President Trump said Saturday that the United States and Iran will sign a peace deal Sunday.
In a Truth Social post, Trump said Iran had agreed to give up its pursuit of a nuclear weapon “through purchase, development, or any other form of procurement,” and that the Strait of Hormuz, the chokepoint through which roughly a fifth of the world’s oil flows, would reopen the moment the deal is signed.
“The Deal is scheduled to get signed tomorrow, and immediately after it is signed, the Hormuz Strait is OPEN TO ALL,” Trump wrote.
A memorandum of understanding between the two countries could be signed as early as Sunday in Geneva, with U.S. Vice President JD Vance and Iran’s Parliament Speaker Mohammed Baqer Qalibaf in line to sign, Reuters reported Friday. Under the draft framework as Reuters has described it, Washington would gradually unfreeze a portion of Iran’s seized assets and lift restrictions on Iranian oil exports, while Tehran would reopen the Strait of Hormuz. Nuclear-program negotiations would follow over the next 60 days.

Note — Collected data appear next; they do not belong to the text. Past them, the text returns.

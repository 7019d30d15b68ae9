use criterion::{black_box, criterion_group, criterion_main, BatchSize, Criterion, Throughput};
use arena_protocol::config::{DEFAULT_CIPHER_KEY, DEFAULT_CIPHER_NONCE};
use arena_protocol::utils::cipher::{CipherPair, StreamCipher};

#[allow(clippy::unwrap_used)]
fn bench_keying(c: &mut Criterion) {
    c.bench_function("cipher_pair_keying", |b| {
        b.iter(|| {
            CipherPair::new(
                black_box(DEFAULT_CIPHER_KEY.as_bytes()),
                black_box(DEFAULT_CIPHER_NONCE.as_bytes()),
            )
            .unwrap()
        })
    });
}

#[allow(clippy::unwrap_used)]
fn bench_process(c: &mut Criterion) {
    let mut group = c.benchmark_group("cipher_process");
    let payload_sizes = [64usize, 512, 4096, 65536, 1024 * 1024];

    for &size in &payload_sizes {
        group.throughput(Throughput::Bytes(size as u64));
        group.bench_function(format!("{size}b"), |b| {
            let mut cipher =
                StreamCipher::new(DEFAULT_CIPHER_KEY.as_bytes(), DEFAULT_CIPHER_NONCE.as_bytes())
                    .unwrap();
            b.iter_batched(
                || vec![0x5Au8; size],
                |mut data| {
                    cipher.process(&mut data);
                    data
                },
                BatchSize::LargeInput,
            )
        });
    }

    group.finish();
}

criterion_group!(benches, bench_keying, bench_process);
criterion_main!(benches);
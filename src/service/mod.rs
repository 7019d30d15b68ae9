//! # Service Layer
//!
//! Narrow collaborator interfaces the message handlers call into.
//!
//! ## Collaborators
//! - **PlayerStore**: player records keyed by login token
//! - **AllianceStore**: alliance chat history
//! - **EventService**: the currently running event per slot
//! - **TeamRegistry**: team lobby membership and presence
//! - **ContentLookup**: read-only game content tables
//!
//! Persistence, content loading and game rules live behind these traits.
//! Errors a collaborator returns are local to the packet that triggered the
//! call; the connection stays open.

pub mod memory;
pub mod rotation;

use std::sync::Arc;
use std::time::SystemTime;

use crate::core::types::LogicLong;
use crate::error::Result;
use crate::transport::session::ConnectionId;

pub use rotation::{ActiveEvent, EventConfig, EventRotation, EventSlotSchedule};

/// A player's membership in an alliance.
#[derive(Debug, Clone, PartialEq, Eq)]
pub struct AllianceMembership {
    pub alliance: LogicLong,
    pub role: i32,
}

/// Player record as the handlers see it.
#[derive(Debug, Clone, PartialEq, Eq)]
pub struct Player {
    pub id: LogicLong,
    pub token: String,
    pub name: String,
    pub name_set: bool,
    pub region: String,
    pub trophies: i32,
    pub alliance: Option<AllianceMembership>,
    pub team_id: Option<i32>,
}

impl Player {
    /// Fresh record for a token the store has never seen.
    pub fn new(id: LogicLong, token: impl Into<String>, region: impl Into<String>) -> Self {
        Self {
            id,
            token: token.into(),
            name: String::from("Undefined"),
            name_set: false,
            region: region.into(),
            trophies: 0,
            alliance: None,
            team_id: None,
        }
    }
}

/// A stored alliance chat line.
#[derive(Debug, Clone)]
pub struct ChatMessage {
    pub id: i32,
    pub sender: LogicLong,
    pub sender_name: String,
    pub sender_role: i32,
    pub content: String,
    pub sent_at: SystemTime,
}

/// Snapshot of one team lobby.
#[derive(Debug, Clone, PartialEq, Eq)]
pub struct TeamStatus {
    pub team_id: i32,
    pub members: usize,
    pub online: usize,
}

pub trait PlayerStore: Send + Sync {
    fn load_by_token(&self, token: &str) -> Result<Option<Player>>;

    /// Create a player; `requested` is the id the client claims, honoured when free.
    fn create_player(&self, requested: LogicLong, token: &str, region: &str) -> Result<Player>;

    fn touch_login(&self, id: LogicLong) -> Result<()>;

    fn rename(&self, id: LogicLong, name: &str) -> Result<()>;
}

pub trait AllianceStore: Send + Sync {
    /// Persist a chat line and return it with its assigned id.
    fn add_chat_message(&self, alliance: LogicLong, sender: &Player, text: &str)
        -> Result<ChatMessage>;
}

pub trait EventService: Send + Sync {
    fn slot_count(&self) -> usize;

    fn current_event(&self, slot: usize) -> Option<ActiveEvent>;
}

pub trait TeamRegistry: Send + Sync {
    /// Seat `player` on `team`, or open a new team when `None`. A player who
    /// already holds a seat there takes it over with the new connection.
    fn join(&self, conn: ConnectionId, player: LogicLong, team: Option<i32>) -> Result<TeamStatus>;

    /// Leave whatever team the connection is in; returns what remains of it.
    fn leave(&self, conn: ConnectionId) -> Option<TeamStatus>;

    fn status(&self, conn: ConnectionId) -> Option<TeamStatus>;

    /// The connection is gone; keep the player's seat but stop counting it as
    /// online, and forget the connection.
    fn mark_offline(&self, conn: ConnectionId);
}

pub trait ContentLookup: Send + Sync {
    fn locations_for_mode(&self, game_mode: &str) -> Vec<i32>;

    fn location_ids(&self) -> Vec<i32>;
}

/// Every collaborator a handler may reach, cheaply cloneable.
#[derive(Clone)]
pub struct Collaborators {
    pub players: Arc<dyn PlayerStore>,
    pub alliances: Arc<dyn AllianceStore>,
    pub events: Arc<dyn EventService>,
    pub teams: Arc<dyn TeamRegistry>,
    pub content: Arc<dyn ContentLookup>,
}

impl Collaborators {
    /// In-memory stores around an already running event service.
    pub fn in_memory(content: Arc<dyn ContentLookup>, events: Arc<dyn EventService>) -> Self {
        Self {
            players: Arc::new(memory::MemoryPlayerStore::new()),
            alliances: Arc::new(memory::MemoryAllianceStore::new()),
            events,
            teams: Arc::new(memory::MemoryTeamRegistry::new()),
            content,
        }
    }
}

impl std::fmt::Debug for Collaborators {
    fn fmt(&self, f: &mut std::fmt::Formatter<'_>) -> std::fmt::Result {
        f.debug_struct("Collaborators")
            .field("event_slots", &self.events.slot_count())
            .finish_non_exhaustive()
    }
}
//! Message traits shared by every inbound and outbound packet type.

use std::sync::Arc;

use bytes::Bytes;
use futures::future::BoxFuture;

use crate::core::bytestream::ByteWriter;
use crate::error::Result;
use crate::service::Collaborators;
use crate::transport::directory::SharedDirectories;
use crate::transport::session::ConnectionSession;
use crate::utils::metrics::Metrics;

/// Everything a handler may touch besides its own session.
#[derive(Debug, Clone)]
pub struct HandlerContext {
    pub services: Collaborators,
    pub directories: SharedDirectories,
    pub metrics: Arc<Metrics>,
}

impl HandlerContext {
    pub fn new(services: Collaborators, directories: SharedDirectories, metrics: Arc<Metrics>) -> Self {
        Self {
            services,
            directories,
            metrics,
        }
    }
}

/// A packet the client sends. Instances are created fresh for every frame.
pub trait ClientMessage: Send + 'static {
    fn name(&self) -> &'static str;

    /// Fill fields from a decrypted payload.
    fn decode(&mut self, payload: &[u8]) -> Result<()>;

    /// Whether receiving this message moves a fresh connection into authentication.
    fn starts_login(&self) -> bool {
        false
    }

    fn process<'a>(
        self: Box<Self>,
        session: &'a mut ConnectionSession,
        ctx: &'a HandlerContext,
    ) -> BoxFuture<'a, Result<()>>;
}

/// A packet the server sends.
pub trait ServerMessage: Send + Sync {
    fn id(&self) -> u16;

    fn version(&self) -> u16 {
        1
    }

    fn encode(&self, writer: &mut ByteWriter);

    /// Encode into a fresh payload buffer.
    fn to_payload(&self) -> Bytes {
        let mut writer = ByteWriter::new();
        self.encode(&mut writer);
        writer.into_bytes()
    }
}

Iran has yet to publicly confirm the signing. State-affiliated Fars news agency cited a source close to Tehran’s negotiating team Friday calling claims of an imminent Sunday signing in Geneva “completely false.” On Saturday, an Iranian foreign ministry spokesperson told state media that Iran’s negotiators had no travel plans for Geneva or any other location in the coming days, Reuters reported. Tehran has also pushed for the deal to extend to a Lebanon ceasefire between Israel and Iran’s proxy Hezbollah — a point Trump did not address in his Saturday post. An Iranian foreign ministry spokesperson went further Saturday, telling state media that the country’s negotiating team was not planning to travel to Geneva or anywhere else in the coming days, Reuters reported.
Trump separately rejected the version of the terms that has circulated in Iranian state media. “The terms that Iran leaked out to the fake news have nothing to do with the terms that were agreed to, in writing,” he wrote in a follow-up post Friday.
The president spent much of his Saturday post drawing contrasts with the 2015 Iran nuclear deal struck under former President Barack Obama, which he withdrew from in 2018. Trump said no money would change hands as part of the new agreement, calling the Obama deal “an easy, beautiful, smooth road to a Nuclear Weapon.”
Trump also said the U.S. would eventually retrieve Iran’s remaining enriched-uranium stockpile, which he said was buried “deep under the powerful sunken granite mountains” after U.S. B-2 strikes earlier in the war. “At the appropriate time, when all is calm, we will go in and get the Nuclear Dust… and downblend and destroy it, whether in Iran, or the United States,” Trump wrote, restating remarks he made last weekend on NBC’s “Meet the Press.”
He also kept the threat of further military action on the table. “If it doesn’t, we have the ultimate alternative, hopefully never to be used again,” he wrote.
The signing would cap weeks of public back-and-forth. Trump first claimed on May 23 that the framework had been “largely negotiated,” but Iran’s state-affiliated Tasnim news agency announced June 1 that it was halting back-channel talks over alleged cease-fire violations. Iranian Foreign Minister Abbas Araghchi later warned that U.S. bases in the region used to attack Iran would be considered “legitimate targets.” On NBC’s “Meet the Press” last weekend, Trump said the two sides were “very close” to a deal.